In Terminal.app, open preferences > profiles > advanced, ensure your terminal is set to xterm-256color, and your text encoding set to Unicode UTF-8, and open a new tab, and try again.
#include <stdio.h>
#include <stdlib.h>
#include <locale.h>
int main(void)
{
setlocale(LC_ALL, "");
printf("❄️\n");
printf("%s", u8"🍁\n");
exit( EXIT_SUCCESS );
}
$ /Users/MrHoffman/Library/Developer/Xcode/DerivedData/.../C\ tests
❄️
🍁
$ locale
LANG="en_US.UTF-8"
LC_COLLATE="en_US.UTF-8"
LC_CTYPE="en_US.UTF-8"
LC_MESSAGES="en_US.UTF-8"
LC_MONETARY="en_US.UTF-8"
LC_NUMERIC="en_US.UTF-8"
LC_TIME="en_US.UTF-8"
LC_ALL=
$
With C, you get to tangle directly with Unicode, with ASCII and its UTF-8 superset, and with wchar_t encoding for both. Given my choice here, I'd run with UTF-8 directly and avoid wchar_t.
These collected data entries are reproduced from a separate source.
//! Intent classification result types.

use serde::{Deserialize, Serialize};

/// Confidence tier derived from the normalized relevance score.
#[derive(Debug, Clone, Copy, PartialEq, Eq, Serialize, Deserialize)]
#[serde(rename_all = "lowercase")]
pub enum Confidence {
    High,
    Medium,
    Low,
}

impl std::fmt::Display for Confidence {
    fn fmt(&self, f: &mut std::fmt::Formatter<'_>) -> std::fmt::Result {
        match self {
            Self::High => write!(f, "high"),
            Self::Medium => write!(f, "medium"),
            Self::Low => write!(f, "low"),
        }
    }
}

/// The result of classifying one query against the registry.
///
/// Created fresh per query; never persisted beyond the request cycle
/// except as a field attached to an assistant [`Turn`](crate::Turn).
#[derive(Debug, Clone, Serialize, Deserialize)]
pub struct IntentDecision {
    /// Original query text, never mutated.
    pub query: String,

    /// Chosen handler, or one of the sentinel values
    /// [`UNCERTAIN`](Self::UNCERTAIN) / [`NONE`](Self::NONE).
    pub handler_id: String,

    /// Confidence tier.
    pub confidence: Confidence,

    /// Raw relevance score (non-negative).
    pub score: f64,

    /// True when no handler cleared its threshold and the default
    /// handler was substituted.
    pub fallback_applied: bool,
}

impl IntentDecision {
    /// Sentinel handler id: the query could not be confidently classified.
    pub const UNCERTAIN: &'static str = "uncertain";

    /// Sentinel handler id: no enabled capabilities exist.
    pub const NONE: &'static str = "none";

    /// A confident (or medium-confidence) match.
    pub fn matched(
        query: impl Into<String>,
        handler_id: impl Into<String>,
        confidence: Confidence,
        score: f64,
    ) -> Self {
        Self {
            query: query.into(),
            handler_id: handler_id.into(),
            confidence,
            score,
            fallback_applied: false,
        }
    }

    /// Classification was too weak or ambiguous; fallback routing applies.
    pub fn uncertain(query: impl Into<String>) -> Self {
        Self {
            query: query.into(),
            handler_id: Self::UNCERTAIN.into(),
            confidence: Confidence::Low,
            score: 0.0,
            fallback_applied: true,
        }
    }

    /// No enabled capabilities exist to classify against.
    pub fn none(query: impl Into<String>) -> Self {
        Self {
            query: query.into(),
            handler_id: Self::NONE.into(),
            confidence: Confidence::Low,
            score: 0.0,
            fallback_applied: true,
        }
    }

    /// Whether this decision names a concrete handler (not a sentinel).
    pub fn is_routed(&self) -> bool {
        self.handler_id != Self::UNCERTAIN && self.handler_id != Self::NONE
    }
}
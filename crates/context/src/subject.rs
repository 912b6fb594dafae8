//! Carried subject facts for a session.

use std::collections::{BTreeMap, VecDeque};

use serde::{Deserialize, Serialize};
use serde_json::Value;

fn default_max_history() -> usize {
    5
}

/// Key-value facts the conversation is currently "about": service
/// names, instance sizes, regions. Later deltas overwrite earlier
/// values for the same key; a `null` delta removes the key.
///
/// Subject facts survive history summarization, which is what keeps
/// follow-up queries resolvable after old turns are collapsed. A
/// bounded history of pre-merge snapshots is kept alongside, so
/// callers can compare what a delta changed.
#[derive(Debug, Clone, Serialize, Deserialize)]
pub struct SubjectState {
    facts: BTreeMap<String, Value>,

    /// Pre-merge snapshots, oldest first. Only non-empty deltas push
    /// a snapshot.
    #[serde(default)]
    history: VecDeque<BTreeMap<String, Value>>,

    #[serde(default = "default_max_history")]
    max_history: usize,
}

impl Default for SubjectState {
    fn default() -> Self {
        Self {
            facts: BTreeMap::new(),
            history: VecDeque::new(),
            max_history: default_max_history(),
        }
    }
}

impl SubjectState {
    pub fn new() -> Self {
        Self::default()
    }

    /// A state that retains up to `max_history` pre-merge snapshots.
    pub fn with_max_history(max_history: usize) -> Self {
        Self {
            max_history: max_history.max(1),
            ..Self::default()
        }
    }

    /// Apply one turn's extracted facts on top of the current state.
    ///
    /// The pre-merge state is snapshotted first (bounded, oldest
    /// dropped). An empty delta is a no-op and pushes nothing.
    pub fn merge(&mut self, delta: &BTreeMap<String, Value>) {
        if delta.is_empty() {
            return;
        }

        self.history.push_back(self.facts.clone());
        while self.history.len() > self.max_history {
            self.history.pop_front();
        }

        for (key, value) in delta {
            if value.is_null() {
                self.facts.remove(key);
            } else {
                self.facts.insert(key.clone(), value.clone());
            }
        }
    }

    pub fn get(&self, key: &str) -> Option<&Value> {
        self.facts.get(key)
    }

    pub fn is_empty(&self) -> bool {
        self.facts.is_empty()
    }

    pub fn len(&self) -> usize {
        self.facts.len()
    }

    /// Pre-merge snapshots, oldest first.
    pub fn history(&self) -> impl Iterator<Item = &BTreeMap<String, Value>> {
        self.history.iter()
    }

    /// Render the facts as one line per entry for context assembly.
    /// Deterministic ordering comes from the underlying `BTreeMap`.
    /// History is for change comparisons and is never rendered.
    pub fn render(&self) -> String {
        let mut out = String::new();
        for (key, value) in &self.facts {
            let rendered = match value {
                Value::String(s) => s.clone(),
                other => other.to_string(),
            };
            out.push_str(key);
            out.push_str(": ");
            out.push_str(&rendered);
            out.push('\n');
        }
        out
    }
}
//! Per-session history management and budget enforcement.

use std::collections::{BTreeMap, VecDeque};

use chrono::{DateTime, Utc};
use tracing::{debug, warn};

use switchboard_core::error::ContextError;
use switchboard_core::handler::ContextualQuery;
use switchboard_core::turn::{Role, SessionId, Turn};

use crate::budget::{ContextBudget, estimate_units, turn_units};
use crate::subject::SubjectState;

/// Turns always kept verbatim at the tail of history.
const KEEP_VERBATIM: usize = 2;

/// Queries quoted per category in a summary.
const QUERIES_PER_CATEGORY: usize = 3;

/// Characters quoted per query in a summary.
const QUERY_EXCERPT_CHARS: usize = 80;

/// A collapsed slice of older history.
#[derive(Debug, Clone)]
pub struct HistorySnapshot {
    pub created_at: DateTime<Utc>,
    pub turns_collapsed: usize,
    pub summary: String,
}

/// Owns one session's history, subject facts, and summaries, and keeps
/// their combined unit cost under the budget.
///
/// Recording an exchange may trigger compaction: everything but the
/// [`KEEP_VERBATIM`] newest turns is collapsed into a snapshot. If
/// summarization fails, the manager falls back to dropping the oldest
/// turns outright rather than letting the session grow unbounded.
#[derive(Debug)]
pub struct ContextManager {
    session_id: SessionId,
    budget: ContextBudget,
    max_snapshots: usize,
    turns: Vec<Turn>,
    snapshots: VecDeque<HistorySnapshot>,
    subject: SubjectState,
}

impl ContextManager {
    pub fn new(session_id: SessionId) -> Self {
        Self {
            session_id,
            budget: ContextBudget::default(),
            max_snapshots: 5,
            turns: Vec::new(),
            snapshots: VecDeque::new(),
            subject: SubjectState::new(),
        }
    }

    pub fn with_budget(mut self, budget: ContextBudget) -> Self {
        self.budget = budget;
        self
    }

    /// Bounds both collapsed-history snapshots and the subject state's
    /// pre-merge history.
    pub fn with_max_snapshots(mut self, max_snapshots: usize) -> Self {
        self.max_snapshots = max_snapshots.max(1);
        self.subject = SubjectState::with_max_history(self.max_snapshots);
        self
    }

    pub fn session_id(&self) -> &SessionId {
        &self.session_id
    }

    pub fn turns(&self) -> &[Turn] {
        &self.turns
    }

    pub fn snapshots(&self) -> impl Iterator<Item = &HistorySnapshot> {
        self.snapshots.iter()
    }

    pub fn subject(&self) -> &SubjectState {
        &self.subject
    }

    /// Combined unit cost of everything the next assembled context
    /// would carry.
    pub fn used_units(&self) -> u64 {
        let snapshot_units: u64 = self
            .snapshots
            .iter()
            .map(|s| estimate_units(&s.summary))
            .sum();
        let turn_cost: u64 = self.turns.iter().map(turn_units).sum();
        snapshot_units + turn_cost + estimate_units(&self.subject.render())
    }

    /// Record one completed user/assistant exchange, then enforce the
    /// budget. Subject deltas from both turns are merged in order.
    pub fn record_exchange(&mut self, user: Turn, assistant: Turn) {
        self.subject.merge(&user.subject_delta);
        self.subject.merge(&assistant.subject_delta);
        self.turns.push(user);
        self.turns.push(assistant);
        self.enforce_budget();
    }

    /// Assemble the full context for an incoming query: snapshots of
    /// collapsed history, carried subject facts, then verbatim recent
    /// turns. A fresh session yields a bare query.
    pub fn assemble(&self, current: &str) -> ContextualQuery {
        let mut prior = String::new();

        for snapshot in &self.snapshots {
            prior.push_str(&snapshot.summary);
            prior.push('\n');
        }

        if !self.subject.is_empty() {
            prior.push_str("[Known facts]\n");
            prior.push_str(&self.subject.render());
        }

        for turn in &self.turns {
            let speaker = match turn.role {
                Role::User => "user",
                Role::Assistant => "assistant",
            };
            prior.push_str(speaker);
            prior.push_str(": ");
            prior.push_str(&turn.content);
            prior.push('\n');
        }

        if prior.is_empty() {
            ContextualQuery::bare(current)
        } else {
            ContextualQuery::with_context(prior.trim_end(), current)
        }
    }

    pub fn clear(&mut self) {
        self.turns.clear();
        self.snapshots.clear();
        self.subject = SubjectState::with_max_history(self.max_snapshots);
    }

    fn enforce_budget(&mut self) {
        if self.used_units() <= self.budget.max_units {
            return;
        }
        if self.turns.len() <= KEEP_VERBATIM {
            self.drop_oldest_snapshots();
            return;
        }

        let split = self.turns.len() - KEEP_VERBATIM;
        let older: Vec<Turn> = self.turns.drain(..split).collect();

        match summarize(&older, self.budget.summary_cap()) {
            Ok(summary) => {
                debug!(
                    session = %self.session_id,
                    collapsed = older.len(),
                    "Collapsed older turns into summary"
                );
                self.snapshots.push_back(HistorySnapshot {
                    created_at: Utc::now(),
                    turns_collapsed: older.len(),
                    summary,
                });
                while self.snapshots.len() > self.max_snapshots {
                    self.snapshots.pop_front();
                }
            }
            Err(err) => {
                warn!(
                    session = %self.session_id,
                    error = %err,
                    "Summarization failed, truncating history"
                );
            }
        }

        self.drop_oldest_snapshots();
    }

    /// Last-resort trim: shed oldest snapshots until within budget.
    /// The verbatim tail is never touched.
    fn drop_oldest_snapshots(&mut self) {
        while self.used_units() > self.budget.max_units && !self.snapshots.is_empty() {
            self.snapshots.pop_front();
        }
    }
}

/// Collapse a run of turns into a category-labeled summary.
///
/// Categories come from the intent decisions attached to assistant
/// turns; user queries are quoted in excerpt. Fails when even the
/// compact rendering would blow the summary cap.
fn summarize(turns: &[Turn], cap_units: u64) -> Result<String, ContextError> {
    let mut by_category: BTreeMap<String, Vec<&str>> = BTreeMap::new();

    let mut pending_query: Option<&str> = None;
    for turn in turns {
        match turn.role {
            Role::User => pending_query = Some(&turn.content),
            Role::Assistant => {
                let category = turn
                    .intent
                    .as_ref()
                    .filter(|i| i.is_routed())
                    .map(|i| i.handler_id.clone())
                    .unwrap_or_else(|| "general".to_string());
                if let Some(query) = pending_query.take() {
                    by_category.entry(category).or_default().push(query);
                }
            }
        }
    }
    // A trailing user turn with no assistant reply still counts.
    if let Some(query) = pending_query {
        by_category
            .entry("general".to_string())
            .or_default()
            .push(query);
    }

    let mut summary = String::from("[Earlier conversation]");
    for (category, queries) in &by_category {
        summary.push('\n');
        summary.push_str(category);
        summary.push_str(": ");
        let quoted: Vec<String> = queries
            .iter()
            .take(QUERIES_PER_CATEGORY)
            .map(|q| excerpt(q, QUERY_EXCERPT_CHARS))
            .collect();
        summary.push_str(&quoted.join("; "));
        if queries.len() > QUERIES_PER_CATEGORY {
            summary.push_str(&format!(" (+{} more)", queries.len() - QUERIES_PER_CATEGORY));
        }
    }

    let units = estimate_units(&summary);
    if units > cap_units {
        return Err(ContextError::Summarization(format!(
            "summary of {} turns needs {units} units, cap is {cap_units}",
            turns.len()
        )));
    }
    Ok(summary)
}

/// First `max_chars` of a string, cut on a char boundary.
fn excerpt(text: &str, max_chars: usize) -> String {
    if text.chars().count() <= max_chars {
        return text.to_string();
    }
    let cut: String = text.chars().take(max_chars).collect();
    format!("{cut}…")
}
UTF-8 is multi-byte, so don't assume that one character, err, that one glyph is one byte, because that only works with ASCII, and which means strlen and sizeof and buffer allocations can all provide run-time surprises.
This is easier in ObjC and Swift, if either are options here.